** Opening Dataset records block **

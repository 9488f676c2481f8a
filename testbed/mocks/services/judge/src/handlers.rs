use axum::{
    extract::{Path, State},
    http::{HeaderMap, StatusCode},
    response::{IntoResponse, Response},
    Json,
};
use serde::{Deserialize, Serialize};
use serde_json::json;
use std::collections::{HashSet, VecDeque};
use std::sync::{Arc, Mutex, MutexGuard};

use crate::fixtures::{JudgeFixture, PollResponse};

pub const API_KEY_HEADER: &str = "x-rapidapi-key";
pub const API_HOST_HEADER: &str = "x-rapidapi-host";

/// A submission as the mock received it, credentials included.
#[derive(Debug, Clone, Serialize, Deserialize)]
pub struct RecordedSubmission {
    pub source_code: String,
    pub language_id: u32,
    #[serde(default)]
    pub stdin: String,
    #[serde(default)]
    pub expected_output: String,
    #[serde(default)]
    pub compile_only: bool,
    #[serde(skip)]
    pub api_key: Option<String>,
    #[serde(skip)]
    pub api_host: Option<String>,
}

#[derive(Default)]
struct Ledger {
    polls: VecDeque<PollResponse>,
    tokens: HashSet<String>,
    submissions: Vec<RecordedSubmission>,
    poll_count: usize,
}

#[derive(Clone)]
pub struct JudgeState {
    fixture: Arc<JudgeFixture>,
    ledger: Arc<Mutex<Ledger>>,
}

impl JudgeState {
    pub fn new(fixture: JudgeFixture) -> Self {
        let ledger = Ledger {
            polls: fixture.polls.iter().cloned().collect(),
            ..Ledger::default()
        };
        Self {
            fixture: Arc::new(fixture),
            ledger: Arc::new(Mutex::new(ledger)),
        }
    }

    fn ledger(&self) -> MutexGuard<'_, Ledger> {
        self.ledger.lock().unwrap_or_else(|poisoned| poisoned.into_inner())
    }

    pub fn submissions(&self) -> Vec<RecordedSubmission> {
        self.ledger().submissions.clone()
    }

    pub fn poll_count(&self) -> usize {
        self.ledger().poll_count
    }
}

fn header(headers: &HeaderMap, name: &str) -> Option<String> {
    headers
        .get(name)
        .and_then(|value| value.to_str().ok())
        .map(str::to_string)
}

pub async fn health_check() -> impl IntoResponse {
    Json(json!({
        "status": "ok",
        "service": "judge-mock"
    }))
}

pub async fn create_submission(
    State(state): State<JudgeState>,
    headers: HeaderMap,
    Json(mut submission): Json<RecordedSubmission>,
) -> Response {
    submission.api_key = header(&headers, API_KEY_HEADER);
    submission.api_host = header(&headers, API_HOST_HEADER);

    if let Some(required) = &state.fixture.required_api_key {
        if submission.api_key.as_deref() != Some(required.as_str()) {
            tracing::warn!("Rejecting submission with missing or wrong API key");
            return (
                StatusCode::UNAUTHORIZED,
                Json(json!({ "message": "Invalid API key" })),
            )
                .into_response();
        }
    }

    if let Some(status) = state.fixture.reject_status {
        let status = StatusCode::from_u16(status).unwrap_or(StatusCode::INTERNAL_SERVER_ERROR);
        tracing::info!("Rejecting submission with scripted status {}", status);
        return (status, Json(json!({ "error": "submission rejected" }))).into_response();
    }

    let mut ledger = state.ledger();
    let token = format!("{}-{}", state.fixture.token, ledger.submissions.len() + 1);
    tracing::info!(
        "Accepted submission {} (language {})",
        token,
        submission.language_id
    );
    ledger.tokens.insert(token.clone());
    ledger.submissions.push(submission);

    (StatusCode::CREATED, Json(json!({ "token": token }))).into_response()
}

pub async fn get_submission(
    Path(token): Path<String>,
    State(state): State<JudgeState>,
) -> Response {
    let mut ledger = state.ledger();
    if !ledger.tokens.contains(&token) {
        return StatusCode::NOT_FOUND.into_response();
    }
    ledger.poll_count += 1;

    let next = if ledger.polls.len() > 1 {
        ledger.polls.pop_front()
    } else {
        ledger.polls.front().cloned()
    };

    match next {
        Some(response) => {
            tracing::debug!("Poll {} for {}: status {}", ledger.poll_count, token, response.status_id);
            Json(response.to_json(&token)).into_response()
        }
        None => {
            tracing::error!("Judge mock has no scripted poll responses");
            StatusCode::SERVICE_UNAVAILABLE.into_response()
        }
    }
}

** Closing Dataset records block **

Return exactly the lines above from the line that has "use serde_json::json;" through the line that has "pub const API_HOST_HEADER: &str", inclusive, and nothing else.

Solution:
use serde_json::json;
use std::collections::{HashSet, VecDeque};
use std::sync::{Arc, Mutex, MutexGuard};

use crate::fixtures::{JudgeFixture, PollResponse};

pub const API_KEY_HEADER: &str = "x-rapidapi-key";
pub const API_HOST_HEADER: &str = "x-rapidapi-host";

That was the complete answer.